With shaking fingers, Kiva unfolded it and read the coded words contained within.





Kiva released a whoosh of air, her shoulders drooping with relief as she mentally translated the code: We are safe. Stay alive. We will come.

It had been three months since Kiva had last heard from her family. Three months of checking the clothing of new, oblivious prisoners, hoping for any scrap of information from the outside world. If not for the charity of the stablemaster, Raz, she would have had no means of communicating with those she loved most. He risked his life to sneak the notes through Zalindov’s walls to her, and despite their rarity—and brevity—they meant the world to Kiva.

We are safe. Stay alive. We will come.

The same eight words and other similar offerings had arrived sporadically over the last decade, always when Kiva needed to hear them the most.

We are safe. Stay alive. We will come.

The middle part was easier said than done, but Kiva would do as she was told, certain her family would one day fulfill their promise to come for her. No matter how many times they wrote the words, no matter how long she’d already waited, she held on to their declaration, repeating it over and over in her mind: We will come. We will come. We will come.

One day, she would be with her family again. One day, she would be free of Zalindov, a prisoner no longer.

For ten years, she had been waiting for that day.

But every week that passed, her hope dwindled more and more.





Chapter Two


He arrived like many of the others: covered in blood and looking like death.

A month had passed since any new arrivals had appeared at Zalindov; a month since Kiva had been forced to carve a Z into anyone’s flesh. Aside from the usual prison injuries and an outbreak of tunnel fever—for which the victims had been quarantined, some of whom had died and most of whom wished for death but would be back on their feet once the fever passed—there had been little work for her to do.

Today, however . . .

Three new arrivals.

All men.

And all rumored to be from Vallenia—the capital of Evalon, the largest kingdom in Wenderall.

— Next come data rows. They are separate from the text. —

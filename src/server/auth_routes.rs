//! Login, registration and session endpoints under /v1/auth.

use std::time::Instant;

use axum::{
    extract::State,
    http::{header, StatusCode},
    response::{IntoResponse, Response},
    routing::{get, post},
    Json, Router,
};
use axum_extra::extract::cookie::{Cookie, SameSite};
use serde::{Deserialize, Serialize};
use tracing::{debug, info};

use super::error::ApiResult;
use super::metrics::record_login_attempt;
use super::session::{Session, COOKIE_SESSION_TOKEN_KEY};
use super::state::{GuardedUserManager, ServerState};
use crate::songbook::SongbookError;
use crate::user::auth::{AuthToken, AuthTokenValue};
use crate::user::Permission;

#[derive(Deserialize)]
struct CredentialsBody {
    pub user_handle: String,
    pub password: String,
}

#[derive(Serialize)]
struct LoginSuccessResponse {
    token: String,
}

#[derive(Serialize)]
struct SessionResponse {
    user_id: usize,
    handle: String,
    permissions: Vec<Permission>,
}

fn session_cookie(value: String, expired: bool) -> Cookie<'static> {
    let mut cookie = Cookie::build(Cookie::new(COOKIE_SESSION_TOKEN_KEY, value))
        .path("/")
        .http_only(true)
        .same_site(SameSite::Lax)
        .build();
    if expired {
        cookie.set_expires(time::OffsetDateTime::now_utc() - time::Duration::days(1));
    }
    cookie
}

fn token_response(auth_token: AuthToken) -> Response {
    let token = auth_token.value.0;
    (
        StatusCode::CREATED,
        [(header::SET_COOKIE, session_cookie(token.clone(), false).to_string())],
        Json(LoginSuccessResponse { token }),
    )
        .into_response()
}

async fn login(
    State(user_manager): State<GuardedUserManager>,
    Json(body): Json<CredentialsBody>,
) -> ApiResult<Response> {
    let start = Instant::now();
    let result = user_manager.login(&body.user_handle, &body.password);
    let status = match &result {
        Ok(Some(_)) => "success",
        Ok(None) => "failure",
        Err(_) => "error",
    };
    record_login_attempt(status, start.elapsed());

    match result? {
        Some(auth_token) => {
            info!("User {} logged in", auth_token.user_id);
            Ok(token_response(auth_token))
        }
        None => {
            debug!("Rejected login for {}", body.user_handle);
            Ok(StatusCode::UNAUTHORIZED.into_response())
        }
    }
}

async fn register(
    State(state): State<ServerState>,
    Json(body): Json<CredentialsBody>,
) -> ApiResult<Response> {
    if !state.config.allow_registration {
        return Err(SongbookError::Forbidden);
    }
    let user_id = state
        .user_manager
        .register_user(&body.user_handle, &body.password)?;
    let auth_token = state.user_manager.generate_auth_token(user_id)?;
    Ok(token_response(auth_token))
}

async fn logout(
    State(user_manager): State<GuardedUserManager>,
    session: Session,
) -> ApiResult<Response> {
    user_manager.delete_auth_token(session.user_id, &AuthTokenValue(session.token))?;
    Ok((
        StatusCode::OK,
        [(
            header::SET_COOKIE,
            session_cookie(String::new(), true).to_string(),
        )],
    )
        .into_response())
}

async fn get_session(
    State(user_manager): State<GuardedUserManager>,
    session: Session,
) -> ApiResult<Json<SessionResponse>> {
    let handle = user_manager
        .get_user_handle(session.user_id)?
        .ok_or_else(|| SongbookError::not_found("user", session.user_id.to_string()))?;
    Ok(Json(SessionResponse {
        user_id: session.user_id,
        handle,
        permissions: session.permissions,
    }))
}

pub fn auth_routes() -> Router<ServerState> {
    Router::new()
        .route("/v1/auth/login", post(login))
        .route("/v1/auth/register", post(register))
        .route("/v1/auth/logout", get(logout))
        .route("/v1/auth/session", get(get_session))
}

It was rare for the wagons to appear in the winter months, especially those that came from the southern territories like Evalon. Usually prisoners hailing from such great distances were held in city dungeons or village lockups until the spring thaws, when they would be less likely to perish during the weeks of travel. Sometimes the guards themselves didn’t survive the journey through the Belhare Desert and over the Tanestra Mountains, especially when the weather turned and blizzards swept across the pass. And for those venturing directly from Vallenia, they also had to cross the Wildemeadow and the Crewlling Swamplands, then cut straight through the heart of the Crying Woods—an arduous journey at the best of times, especially when coupled with the savage treatment of the transfer guards.

Winter, summer, spring, or fall, it didn’t matter when the prisoners came or where they were from: travel to and from Zalindov was always perilous. Located in the north of Evalon, close to the borders of both Mirraven and Caramor, the prison wasn’t easy to reach from any of Wenderall’s eight kingdoms. Nevertheless, all of those kingdoms used the prison, their problematic citizens transported from all corners of the continent, without care as to whether they would survive the journey.

Indeed, of the three men who had been delivered through the front gates and sent straight to the infirmary today, only one required Kiva’s attention, since the other two had already passed into the everworld, their bodies pale and stiff. They didn’t yet reek of decay, indicating their ends must have been recent, but that made little difference. They were dead—there was no bringing them back.